The Ph.D. Programs in Neuroscience
The Sagol School of Neuroscience offers interdisciplinary Ph.D. programs in Neuroscience
At the forefront of interdisciplinary neuroscience discoveries, TAU is home to Israel’s largest concentration of internationally renowned scientists and clinicians investigating all aspects and levels of brain structure, function and dysfunction...
Doctoral program in neuroscience – regular track for research graduates
The regular track doctoral program at the Sagol School of Neuroscience is unique in that it offers courses of diverse research areas, including molecular neuroscience, systemic neuroscience, and computational neuroscience, as well as behavioral and cognitive neuroscience. Courses introduce students to key concepts and research methods as well as current research forefronts in neuroscience.

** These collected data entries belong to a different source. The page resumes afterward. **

//! Catalog loading.
//!
//! With `[catalog].path` unset, the built-in sample catalog is used.
//! Otherwise the JSON file is read and validated; any failure aborts the
//! command with the file path in the error chain.

use anyhow::{Context, Result};
use healthsathi_core::Catalog;

use crate::config::Config;

pub fn load_catalog(config: &Config) -> Result<Catalog> {
    let catalog = match &config.catalog.path {
        None => {
            tracing::debug!("using built-in sample catalog");
            Catalog::sample()
        }
        Some(path) => {
            let text = std::fs::read_to_string(path)
                .with_context(|| format!("Failed to read catalog file: {}", path.display()))?;
            let catalog = Catalog::from_json(&text)
                .with_context(|| format!("Invalid catalog file: {}", path.display()))?;
            tracing::info!(path = %path.display(), "loaded catalog");
            catalog
        }
    };

    for (collection, count) in catalog.counts() {
        tracing::debug!(collection, count, "catalog collection");
    }

    Ok(catalog)
}

#[cfg(test)]
mod tests {
    use super::*;
    use std::fs;
    use tempfile::TempDir;

    #[test]
    fn unset_path_gives_sample() {
        let catalog = load_catalog(&Config::minimal()).unwrap();
        assert_eq!(catalog, Catalog::sample());
    }

    #[test]
    fn reads_json_file() {
        let dir = TempDir::new().unwrap();
        let path = dir.path().join("catalog.json");
        fs::write(
            &path,
            r#"{"symptoms":[{"id":"a","name":"Fever","category":"General"}]}"#,
        )
        .unwrap();
        let mut config = Config::minimal();
        config.catalog.path = Some(path);
        let catalog = load_catalog(&config).unwrap();
        assert_eq!(catalog.symptoms.len(), 1);
        assert!(catalog.doctors.is_empty());
    }

    #[test]
    fn invalid_file_names_the_path() {
        let dir = TempDir::new().unwrap();
        let path = dir.path().join("broken.json");
        fs::write(&path, r#"{"symptoms":[{"id":"a","name":""}]}"#).unwrap();
        let mut config = Config::minimal();
        config.catalog.path = Some(path);
        let err = load_catalog(&config).unwrap_err();
        let chain = format!("{:#}", err);
        assert!(chain.contains("broken.json"), "{}", chain);
        assert!(chain.contains("empty name"), "{}", chain);
    }
}
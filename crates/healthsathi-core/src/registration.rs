//! Account registration flow.
//!
//! Three steps, each gated on its own fields:
//!
//! | Step | Requirements |
//! |------|--------------|
//! | `basic` | first name, last name, email, phone |
//! | `security` | password, confirmation, and the two match |
//! | `profile` | date of birth, gender, a known state, terms and privacy accepted |
//!
//! Address and district are optional.

use std::fmt;

use serde::{Deserialize, Serialize};

use crate::wizard::{Form, Wizard, WizardError};

/// States offered by the registration form.
pub const INDIAN_STATES: &[&str] = &[
    "Andhra Pradesh",
    "Arunachal Pradesh",
    "Assam",
    "Bihar",
    "Chhattisgarh",
    "Goa",
    "Gujarat",
    "Haryana",
    "Himachal Pradesh",
    "Jharkhand",
    "Karnataka",
    "Kerala",
    "Madhya Pradesh",
    "Maharashtra",
    "Manipur",
    "Meghalaya",
    "Mizoram",
    "Nagaland",
    "Odisha",
    "Punjab",
    "Rajasthan",
    "Sikkim",
    "Tamil Nadu",
    "Telangana",
    "Tripura",
    "Uttar Pradesh",
    "Uttarakhand",
    "West Bengal",
];

#[derive(Debug, Clone, Copy, PartialEq, Eq, Serialize)]
#[serde(rename_all = "lowercase")]
pub enum RegistrationStep {
    Basic,
    Security,
    Profile,
}

impl fmt::Display for RegistrationStep {
    fn fmt(&self, f: &mut fmt::Formatter<'_>) -> fmt::Result {
        f.write_str(match self {
            RegistrationStep::Basic => "basic",
            RegistrationStep::Security => "security",
            RegistrationStep::Profile => "profile",
        })
    }
}

/// Raw registration form state.
#[derive(Debug, Clone, PartialEq, Eq, Default, Deserialize)]
#[serde(default)]
pub struct RegistrationForm {
    pub first_name: String,
    pub last_name: String,
    pub email: String,
    pub phone: String,
    pub password: String,
    pub confirm_password: String,
    pub date_of_birth: String,
    pub gender: String,
    pub address: String,
    pub state: String,
    pub district: String,
    pub agree_to_terms: bool,
    pub agree_to_privacy: bool,
}

impl RegistrationForm {
    /// True once both password fields are filled in and differ.
    pub fn password_mismatch(&self) -> bool {
        !self.confirm_password.is_empty() && self.password != self.confirm_password
    }
}

fn blank(s: &str) -> bool {
    s.trim().is_empty()
}

impl Form for RegistrationForm {
    type Step = RegistrationStep;

    const STEPS: &'static [RegistrationStep] = &[
        RegistrationStep::Basic,
        RegistrationStep::Security,
        RegistrationStep::Profile,
    ];

    fn missing(&self, step: RegistrationStep) -> Vec<&'static str> {
        let mut missing = Vec::new();
        match step {
            RegistrationStep::Basic => {
                if blank(&self.first_name) {
                    missing.push("first name");
                }
                if blank(&self.last_name) {
                    missing.push("last name");
                }
                if blank(&self.email) {
                    missing.push("email");
                }
                if blank(&self.phone) {
                    missing.push("phone");
                }
            }
            RegistrationStep::Security => {
                if self.password.is_empty() {
                    missing.push("password");
                }
                if self.confirm_password.is_empty() {
                    missing.push("password confirmation");
                }
                if self.password_mismatch() {
                    missing.push("matching passwords");
                }
            }
            RegistrationStep::Profile => {
                if blank(&self.date_of_birth) {
                    missing.push("date of birth");
                }
                if blank(&self.gender) {
                    missing.push("gender");
                }
                if !INDIAN_STATES.contains(&self.state.trim()) {
                    missing.push("state");
                }
                if !self.agree_to_terms {
                    missing.push("terms of service");
                }
                if !self.agree_to_privacy {
                    missing.push("privacy policy");
                }
            }
        }
        missing
    }
}

/// A completed registration. The password confirmation is dropped.
#[derive(Debug, Clone, PartialEq, Eq, Serialize)]
pub struct Registration {
    pub first_name: String,
    pub last_name: String,
    pub email: String,
    pub phone: String,
    #[serde(skip_serializing)]
    pub password: String,
    pub date_of_birth: String,
    pub gender: String,
    pub address: Option<String>,
    pub state: String,
    pub district: Option<String>,
}

fn optional(s: &str) -> Option<String> {
    let t = s.trim();
    (!t.is_empty()).then(|| t.to_string())
}

/// Submit the flow. Only valid from the last step with every step complete.
pub fn submit(
    wizard: &Wizard<RegistrationForm>,
) -> Result<Registration, WizardError<RegistrationStep>> {
    wizard.validate_all()?;
    if !wizard.is_last() {
        return Err(WizardError::Incomplete {
            step: wizard.step(),
            missing: vec!["remaining steps"],
        });
    }
    let f = wizard.form();
    Ok(Registration {
        first_name: f.first_name.trim().to_string(),
        last_name: f.last_name.trim().to_string(),
        email: f.email.trim().to_string(),
        phone: f.phone.trim().to_string(),
        password: f.password.clone(),
        date_of_birth: f.date_of_birth.trim().to_string(),
        gender: f.gender.trim().to_string(),
        address: optional(&f.address),
        state: f.state.trim().to_string(),
        district: optional(&f.district),
    })
}

#[cfg(test)]
mod tests {
    use super::*;

    fn complete_form() -> RegistrationForm {
        RegistrationForm {
            first_name: "Meena".into(),
            last_name: "Devi".into(),
            email: "meena@example.org".into(),
            phone: "9876543210".into(),
            password: "s3cret".into(),
            confirm_password: "s3cret".into(),
            date_of_birth: "1990-04-12".into(),
            gender: "female".into(),
            state: "Bihar".into(),
            agree_to_terms: true,
            agree_to_privacy: true,
            ..Default::default()
        }
    }

    #[test]
    fn basic_step_requires_contact_fields() {
        let form = RegistrationForm {
            first_name: "Meena".into(),
            ..Default::default()
        };
        assert_eq!(
            form.missing(RegistrationStep::Basic),
            vec!["last name", "email", "phone"]
        );
    }

    #[test]
    fn mismatched_passwords_block_security_step() {
        let mut form = complete_form();
        form.confirm_password = "other".into();
        assert!(form.password_mismatch());
        assert_eq!(
            form.missing(RegistrationStep::Security),
            vec!["matching passwords"]
        );
    }

    #[test]
    fn unknown_state_blocks_profile_step() {
        let mut form = complete_form();
        form.state = "Atlantis".into();
        assert_eq!(form.missing(RegistrationStep::Profile), vec!["state"]);
    }

    #[test]
    fn full_flow_submits() {
        let mut wizard = Wizard::new(complete_form());
        assert_eq!(wizard.advance().unwrap(), RegistrationStep::Security);
        assert_eq!(wizard.advance().unwrap(), RegistrationStep::Profile);
        let reg = submit(&wizard).unwrap();
        assert_eq!(reg.state, "Bihar");
        assert_eq!(reg.address, None);
        let json = serde_json::to_value(&reg).unwrap();
        assert!(json.get("password").is_none());
    }

    #[test]
    fn submit_before_last_step_fails() {
        let wizard = Wizard::new(complete_form());
        assert!(submit(&wizard).is_err());
    }
}
//! Catalog listing commands: `doctors`, `articles`, `videos`, `records`.
//!
//! Each command applies one criteria record to its collection and prints
//! the hits in catalog order, either as a numbered text listing or as a
//! JSON array (`--json`).

use anyhow::Result;
use healthsathi_core::criteria::{ArticleCriteria, DoctorCriteria, RecordCriteria, VideoCriteria};
use healthsathi_core::filter::filter;
use healthsathi_core::models::{Article, Doctor, HealthRecord, Video};
use healthsathi_core::Catalog;
use serde::Serialize;

/// Print `items` as pretty JSON.
pub fn print_json<T: Serialize + ?Sized>(items: &T) -> Result<()> {
    println!("{}", serde_json::to_string_pretty(items)?);
    Ok(())
}

pub fn fee_label(fee: Option<f64>) -> String {
    match fee {
        Some(f) => format!("₹{}", f),
        None => "n/a".to_string(),
    }
}

pub fn run_doctors(catalog: &Catalog, criteria: &DoctorCriteria, json: bool) -> Result<()> {
    let hits = filter(&catalog.doctors, criteria);
    tracing::debug!(hits = hits.len(), ?criteria, "doctor search");

    if json {
        return print_json(&hits);
    }
    if hits.is_empty() {
        println!("No results.");
        return Ok(());
    }

    for (i, d) in hits.iter().enumerate() {
        print_doctor(i + 1, d);
    }
    Ok(())
}

fn print_doctor(n: usize, d: &Doctor) {
    let tick = if d.verified { " ✓" } else { "" };
    println!("{}. {}{} ({})", n, d.name, tick, d.specialty);
    println!(
        "    fee: {} | rating: {:.1} ({} reviews) | {} years",
        fee_label(d.consultation_fee),
        d.rating,
        d.reviews,
        d.experience_years
    );
    println!("    languages: {}", d.languages.join(", "));
    println!(
        "    availability: {} ({:?})",
        d.availability,
        d.availability_class()
    );
    if !d.location.is_empty() {
        println!("    location: {}", d.location);
    }
    println!("    id: {}", d.id);
    println!();
}

pub fn run_articles(catalog: &Catalog, criteria: &ArticleCriteria, json: bool) -> Result<()> {
    let hits = filter(&catalog.articles, criteria);
    tracing::debug!(hits = hits.len(), ?criteria, "article search");

    if json {
        return print_json(&hits);
    }
    if hits.is_empty() {
        println!("No results.");
        return Ok(());
    }

    for (i, a) in hits.iter().enumerate() {
        print_article(i + 1, a);
    }
    Ok(())
}

fn print_article(n: usize, a: &Article) {
    let star = if a.featured { " [featured]" } else { "" };
    println!("{}. {}{}", n, a.title, star);
    println!(
        "    {} | {} | {} | {} min read",
        a.category.label(),
        a.language,
        a.difficulty.label(),
        a.read_time_minutes
    );
    if !a.author.is_empty() {
        println!("    author: {}", a.author);
    }
    println!("    summary: \"{}\"", a.summary.trim());
    println!("    id: {}", a.id);
    println!();
}

pub fn run_videos(catalog: &Catalog, criteria: &VideoCriteria, json: bool) -> Result<()> {
    let hits = filter(&catalog.videos, criteria);
    tracing::debug!(hits = hits.len(), ?criteria, "video search");

    if json {
        return print_json(&hits);
    }
    if hits.is_empty() {
        println!("No results.");
        return Ok(());
    }

    for (i, v) in hits.iter().enumerate() {
        print_video(i + 1, v);
    }
    Ok(())
}

fn print_video(n: usize, v: &Video) {
    println!("{}. {} [{}]", n, v.title, v.duration);
    println!(
        "    {} | {} | {} views",
        v.category.label(),
        v.language,
        v.views
    );
    if !v.instructor.is_empty() {
        println!("    instructor: {}", v.instructor);
    }
    println!("    id: {}", v.id);
    println!();
}

pub fn run_records(catalog: &Catalog, criteria: &RecordCriteria, json: bool) -> Result<()> {
    let hits = filter(&catalog.records, criteria);
    tracing::debug!(hits = hits.len(), ?criteria, "record search");

    if json {
        return print_json(&hits);
    }
    if hits.is_empty() {
        println!("No results.");
        return Ok(());
    }

    for (i, r) in hits.iter().enumerate() {
        print_record(i + 1, r);
    }
    Ok(())
}

fn print_record(n: usize, r: &HealthRecord) {
    println!("{}. [{}] {}", n, r.kind.label(), r.title);
    println!("    date: {}", r.date.format("%Y-%m-%d"));
    println!("    doctor: {} | {}", r.doctor, r.hospital);
    println!("    summary: \"{}\"", r.summary.trim());
    if let Some(url) = &r.file_url {
        println!("    file: {}", url);
    }
    println!("    id: {}", r.id);
    println!();
}
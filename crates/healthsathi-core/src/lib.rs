//! # HealthSathi Core
//!
//! Pure logic for HealthSathi: catalog models, the multi-criteria filter
//! engine, multi-step form wizards, symptom assessment, and vitals.
//!
//! This crate contains no tokio, filesystem, or network dependencies. Every
//! operation is a synchronous function over in-memory values, so the same
//! code backs the `sathi` CLI, the HTTP server, and any embedding host.
//!
//! ## Modules
//!
//! | Module | Purpose |
//! |--------|---------|
//! | [`models`] | Catalog item types and their closed vocabularies |
//! | [`filter`] | Predicate composition and the `filter` entry point |
//! | [`criteria`] | Per-record criteria sets (view state) |
//! | [`catalog`] | Sample collections and JSON loading |
//! | [`wizard`] | Step sequences with validation gates |
//! | [`registration`] | Account registration form |
//! | [`symptom`] | Symptom checker flow and assessment rule |
//! | [`vitals`] | Vital signs and BMI |
//! | [`emergency`] | Emergency contacts and nearby hospitals |

pub mod catalog;
pub mod criteria;
pub mod emergency;
pub mod filter;
pub mod models;
pub mod registration;
pub mod symptom;
pub mod vitals;
pub mod wizard;

pub use catalog::{Catalog, CatalogError};
pub use criteria::{ArticleCriteria, DoctorCriteria, RecordCriteria, VideoCriteria};
pub use filter::{filter, Criteria, Filter, Selection};
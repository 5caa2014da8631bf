//! Symptom lookup and assessment commands.
//!
//! `sathi symptoms [search]` lists catalog symptoms whose name contains the
//! search text. `sathi assess <symptom>...` runs the symptom checker flow
//! (profile, symptoms, review, result) over the named symptoms and prints
//! the assessment. The HTTP server uses [`check_symptoms`] for the same
//! flow.

use anyhow::{bail, Result};
use healthsathi_core::filter::eq_ci;
use healthsathi_core::symptom::{
    run_assessment, search_symptoms, Assessment, Symptom, SymptomCheck,
};
use healthsathi_core::wizard::Wizard;
use healthsathi_core::Catalog;
use serde::Deserialize;

use crate::search::print_json;

/// Input to the symptom checker: profile answers plus symptom ids or names.
#[derive(Debug, Clone, Default, Deserialize)]
#[serde(default)]
pub struct CheckRequest {
    pub age: Option<u32>,
    pub gender: String,
    pub location: String,
    pub symptoms: Vec<String>,
}

/// Find catalog symptoms by id or case-insensitive name, keeping input order.
pub fn resolve_symptoms(catalog: &Catalog, keys: &[String]) -> Result<Vec<Symptom>> {
    let mut found = Vec::with_capacity(keys.len());
    for key in keys {
        let key = key.trim();
        match catalog
            .symptoms
            .iter()
            .find(|s| s.id == key || eq_ci(&s.name, key))
        {
            Some(s) => found.push(s.clone()),
            None => bail!("unknown symptom: '{}'", key),
        }
    }
    Ok(found)
}

/// Drive the checker wizard from profile to result.
///
/// Fails with the first incomplete step, e.g. a missing age or an empty
/// symptom list.
pub fn check_symptoms(catalog: &Catalog, request: &CheckRequest) -> Result<Assessment> {
    let selected = resolve_symptoms(catalog, &request.symptoms)?;

    let mut wizard = Wizard::new(SymptomCheck {
        age: request.age,
        gender: request.gender.clone(),
        location: request.location.clone(),
        ..Default::default()
    });
    wizard.advance()?;
    for symptom in &selected {
        wizard.form_mut().select(symptom);
    }
    wizard.advance()?;
    let assessment = run_assessment(&mut wizard)?;

    tracing::info!(
        symptoms = selected.len(),
        severity = %assessment.severity,
        "symptom assessment"
    );
    Ok(assessment)
}

pub fn run_symptoms(catalog: &Catalog, search: &str, json: bool) -> Result<()> {
    let hits = search_symptoms(&catalog.symptoms, search, &[]);

    if json {
        return print_json(&hits);
    }
    if hits.is_empty() {
        println!("No results.");
        return Ok(());
    }
    for s in hits {
        println!("{:>3}  {} ({})", s.id, s.name, s.category);
    }
    Ok(())
}

pub fn run_assess(catalog: &Catalog, request: &CheckRequest, json: bool) -> Result<()> {
    let assessment = check_symptoms(catalog, request)?;

    if json {
        return print_json(&assessment);
    }

    println!("Severity: {}", assessment.severity);
    println!("Likely condition: {}", assessment.condition);
    println!("Recommendations:");
    for r in &assessment.recommendations {
        println!("  - {}", r);
    }
    if assessment.should_seek_care {
        println!("Please seek medical care.");
    }
    println!();
    println!("This is not a diagnosis. Consult a qualified doctor.");
    Ok(())
}
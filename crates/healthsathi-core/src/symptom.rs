//! Symptom checker flow and its fixed assessment rule.
//!
//! The checker is a four-step [`Wizard`]: profile, symptom selection,
//! review, result. The assessment is a fixed rule, not a diagnosis:
//!
//! - any high-risk symptom ([`HIGH_RISK`]) makes the severity `high`;
//! - otherwise more than three symptoms make it `medium`;
//! - otherwise it is `low`.
//!
//! Care is advised for any high-risk symptom or more than four symptoms.

use std::fmt;

use serde::{Deserialize, Serialize};

use crate::filter::{eq_ci, search_matches, Filter};
use crate::wizard::{Form, Wizard, WizardError};

/// Symptoms that escalate an assessment to `high` on their own.
pub const HIGH_RISK: &[&str] = &["Chest Pain", "Shortness of Breath", "Severe Headache"];

/// More than this many symptoms raises a low assessment to `medium`.
const MEDIUM_ABOVE: usize = 3;
/// More than this many symptoms advises seeking care.
const SEEK_CARE_ABOVE: usize = 4;

#[derive(Debug, Clone, PartialEq, Eq, Serialize, Deserialize)]
pub struct Symptom {
    pub id: String,
    pub name: String,
    #[serde(default)]
    pub category: String,
}

impl Symptom {
    pub fn is_high_risk(&self) -> bool {
        HIGH_RISK.iter().any(|h| eq_ci(h, &self.name))
    }
}

#[derive(Debug, Clone, Copy, PartialEq, Eq, PartialOrd, Ord, Serialize, Deserialize)]
#[serde(rename_all = "lowercase")]
pub enum Severity {
    Low,
    Medium,
    High,
}

impl fmt::Display for Severity {
    fn fmt(&self, f: &mut fmt::Formatter<'_>) -> fmt::Result {
        f.write_str(match self {
            Severity::Low => "low",
            Severity::Medium => "medium",
            Severity::High => "high",
        })
    }
}

#[derive(Debug, Clone, PartialEq, Eq, Serialize, Deserialize)]
pub struct Assessment {
    pub severity: Severity,
    pub condition: String,
    pub recommendations: Vec<String>,
    pub should_seek_care: bool,
}

/// Apply the assessment rule to a set of selected symptoms.
pub fn assess(symptoms: &[Symptom]) -> Assessment {
    let high_risk = symptoms.iter().any(Symptom::is_high_risk);
    let count = symptoms.len();

    let severity = if high_risk {
        Severity::High
    } else if count > MEDIUM_ABOVE {
        Severity::Medium
    } else {
        Severity::Low
    };

    let condition = if high_risk {
        "Possible cardiac/respiratory issue"
    } else {
        "Common viral infection"
    };

    let closing = if high_risk {
        "Seek immediate medical attention"
    } else {
        "Consult a doctor if symptoms worsen"
    };

    Assessment {
        severity,
        condition: condition.to_string(),
        recommendations: [
            "Rest and stay hydrated",
            "Monitor symptoms for 24-48 hours",
            "Take paracetamol for fever if needed",
            closing,
        ]
        .iter()
        .map(|r| r.to_string())
        .collect(),
        should_seek_care: high_risk || count > SEEK_CARE_ABOVE,
    }
}

/// Symptoms whose name contains `search`, excluding those already selected.
pub fn search_symptoms<'a>(
    symptoms: &'a [Symptom],
    search: &str,
    selected: &[Symptom],
) -> Vec<&'a Symptom> {
    Filter::new()
        .with(|s: &Symptom| search_matches(search, &[s.name.as_str()]))
        .with(|s: &Symptom| !selected.iter().any(|picked| picked.id == s.id))
        .apply(symptoms)
}

#[derive(Debug, Clone, Copy, PartialEq, Eq, Serialize)]
#[serde(rename_all = "lowercase")]
pub enum CheckStep {
    Profile,
    Symptoms,
    Review,
    Result,
}

impl fmt::Display for CheckStep {
    fn fmt(&self, f: &mut fmt::Formatter<'_>) -> fmt::Result {
        f.write_str(match self {
            CheckStep::Profile => "profile",
            CheckStep::Symptoms => "symptoms",
            CheckStep::Review => "review",
            CheckStep::Result => "result",
        })
    }
}

/// Symptom checker form state.
#[derive(Debug, Clone, PartialEq, Eq, Default, Serialize, Deserialize)]
#[serde(default)]
pub struct SymptomCheck {
    pub age: Option<u32>,
    pub gender: String,
    pub location: String,
    pub selected: Vec<Symptom>,
    pub search: String,
    #[serde(skip_deserializing)]
    pub assessment: Option<Assessment>,
}

impl SymptomCheck {
    /// Add a symptom and clear the search box. Re-selecting is a no-op.
    pub fn select(&mut self, symptom: &Symptom) {
        if !self.selected.iter().any(|s| s.id == symptom.id) {
            self.selected.push(symptom.clone());
        }
        self.search.clear();
    }

    /// Drop a selected symptom by id. Returns whether anything was removed.
    pub fn remove(&mut self, id: &str) -> bool {
        let before = self.selected.len();
        self.selected.retain(|s| s.id != id);
        self.selected.len() != before
    }

    /// Catalog symptoms matching the current search and not yet selected.
    pub fn suggestions<'a>(&self, symptoms: &'a [Symptom]) -> Vec<&'a Symptom> {
        search_symptoms(symptoms, &self.search, &self.selected)
    }
}

impl Form for SymptomCheck {
    type Step = CheckStep;

    const STEPS: &'static [CheckStep] = &[
        CheckStep::Profile,
        CheckStep::Symptoms,
        CheckStep::Review,
        CheckStep::Result,
    ];

    fn missing(&self, step: CheckStep) -> Vec<&'static str> {
        let mut missing = Vec::new();
        match step {
            CheckStep::Profile => {
                if self.age.is_none() {
                    missing.push("age");
                }
                if self.gender.trim().is_empty() {
                    missing.push("gender");
                }
            }
            CheckStep::Symptoms => {
                if self.selected.is_empty() {
                    missing.push("at least one symptom");
                }
            }
            CheckStep::Review => {
                if self.assessment.is_none() {
                    missing.push("assessment");
                }
            }
            CheckStep::Result => {}
        }
        missing
    }
}

/// Assess the selected symptoms from the review step and show the result.
pub fn run_assessment(
    wizard: &mut Wizard<SymptomCheck>,
) -> Result<Assessment, WizardError<CheckStep>> {
    if wizard.step() != CheckStep::Review {
        let mut missing = wizard.missing();
        if missing.is_empty() {
            missing.push("review step");
        }
        return Err(WizardError::Incomplete {
            step: wizard.step(),
            missing,
        });
    }
    let assessment = assess(&wizard.form().selected);
    wizard.form_mut().assessment = Some(assessment.clone());
    wizard.advance()?;
    Ok(assessment)
}

#[cfg(test)]
mod tests {
    use super::*;
    use crate::catalog::Catalog;

    fn named(catalog: &Catalog, names: &[&str]) -> Vec<Symptom> {
        names
            .iter()
            .map(|n| {
                catalog
                    .symptoms
                    .iter()
                    .find(|s| s.name == *n)
                    .cloned()
                    .unwrap()
            })
            .collect()
    }

    #[test]
    fn high_risk_symptom_dominates() {
        let catalog = Catalog::sample();
        let a = assess(&named(&catalog, &["Fever", "Chest Pain"]));
        assert_eq!(a.severity, Severity::High);
        assert_eq!(a.condition, "Possible cardiac/respiratory issue");
        assert!(a.should_seek_care);
        assert_eq!(a.recommendations.len(), 4);
        assert_eq!(a.recommendations[3], "Seek immediate medical attention");
    }

    #[test]
    fn count_thresholds() {
        let catalog = Catalog::sample();
        let three = assess(&named(&catalog, &["Fever", "Cough", "Fatigue"]));
        assert_eq!(three.severity, Severity::Low);
        assert!(!three.should_seek_care);

        let four = assess(&named(&catalog, &["Fever", "Cough", "Fatigue", "Nausea"]));
        assert_eq!(four.severity, Severity::Medium);
        assert!(!four.should_seek_care);
        assert_eq!(four.condition, "Common viral infection");

        let five = assess(&named(
            &catalog,
            &["Fever", "Cough", "Fatigue", "Nausea", "Dizziness"],
        ));
        assert_eq!(five.severity, Severity::Medium);
        assert!(five.should_seek_care);
        assert_eq!(five.recommendations[3], "Consult a doctor if symptoms worsen");
    }

    #[test]
    fn search_excludes_selected() {
        let catalog = Catalog::sample();
        let mut check = SymptomCheck::default();
        check.search = "pain".into();
        let names: Vec<&str> = check
            .suggestions(&catalog.symptoms)
            .iter()
            .map(|s| s.name.as_str())
            .collect();
        assert_eq!(names, vec!["Chest Pain", "Stomach Pain"]);

        let chest = catalog.symptoms[8].clone();
        check.select(&chest);
        assert!(check.search.is_empty());
        check.search = "PAIN".into();
        let names: Vec<&str> = check
            .suggestions(&catalog.symptoms)
            .iter()
            .map(|s| s.name.as_str())
            .collect();
        assert_eq!(names, vec!["Stomach Pain"]);
    }

    #[test]
    fn select_twice_and_remove() {
        let catalog = Catalog::sample();
        let mut check = SymptomCheck::default();
        check.select(&catalog.symptoms[0]);
        check.select(&catalog.symptoms[0]);
        assert_eq!(check.selected.len(), 1);
        assert!(check.remove("1"));
        assert!(!check.remove("1"));
    }

    #[test]
    fn wizard_walkthrough() {
        let catalog = Catalog::sample();
        let mut wizard = Wizard::<SymptomCheck>::default();
        assert!(wizard.advance().is_err());

        wizard.form_mut().age = Some(42);
        wizard.form_mut().gender = "male".into();
        assert_eq!(wizard.advance().unwrap(), CheckStep::Symptoms);
        assert!(wizard.advance().is_err());

        wizard.form_mut().select(&catalog.symptoms[2]);
        assert_eq!(wizard.advance().unwrap(), CheckStep::Review);
        // Review only moves on through an assessment.
        assert!(wizard.advance().is_err());

        let a = run_assessment(&mut wizard).unwrap();
        assert_eq!(a.severity, Severity::Low);
        assert_eq!(wizard.step(), CheckStep::Result);
        assert_eq!(wizard.form().assessment.as_ref(), Some(&a));

        wizard.reset();
        assert_eq!(wizard.step(), CheckStep::Profile);
        assert!(wizard.form().selected.is_empty());
    }

    #[test]
    fn assessment_requires_review_step() {
        let mut wizard = Wizard::<SymptomCheck>::default();
        let err = run_assessment(&mut wizard).unwrap_err();
        assert!(matches!(
            err,
            WizardError::Incomplete {
                step: CheckStep::Profile,
                ..
            }
        ));
    }
}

The program welcomes candidates who have completed their undergraduate studies with a weighted grade of 85 or above and their graduate studies with a weighted grade of 90 or above for both their course work and thesis.
The program is suitable for students who have completed their studies in neuroscience, life sciences, exact sciences, engineering, and psychology. Students who have completed their studies in neuroscience programs at Tel Aviv University may begin their studies in the program with no additional course completion requirements. Honor students in other fields are required to complete additional courses.
Admission is dependent on an interview with the Interdisciplinary Committee which selects the most suitable candidates. During their interview, candidates are requested to present their capstone project, thesis, or other relevant scientific work of their choice and showcase knowledge and thinking competencies related to the work presented. Candidates are additionally required to exhibit interest and understanding in additional areas of neuroscience.
Students in the program receive an extended stipendium throughout the official period of education (four years). Scholarship is continued over the years based on an interim report and transitioning between doctoral phases as commonly accepted. The School's Doctoral Committee is responsible for scholarship distribution.
Program plan for the regular track
Scope of program studies: students are required to complete core courses as detailed in the program plan.
Students are additionally required to complete uncredited courses: academic writing, safety (if needed).
Since mandatory core courses surpass the minimum academic credit requirement (8 credit hours), students are not required to undertake any electives, but are encouraged to do so.
Students are required to complete their dissertations within approximately four years.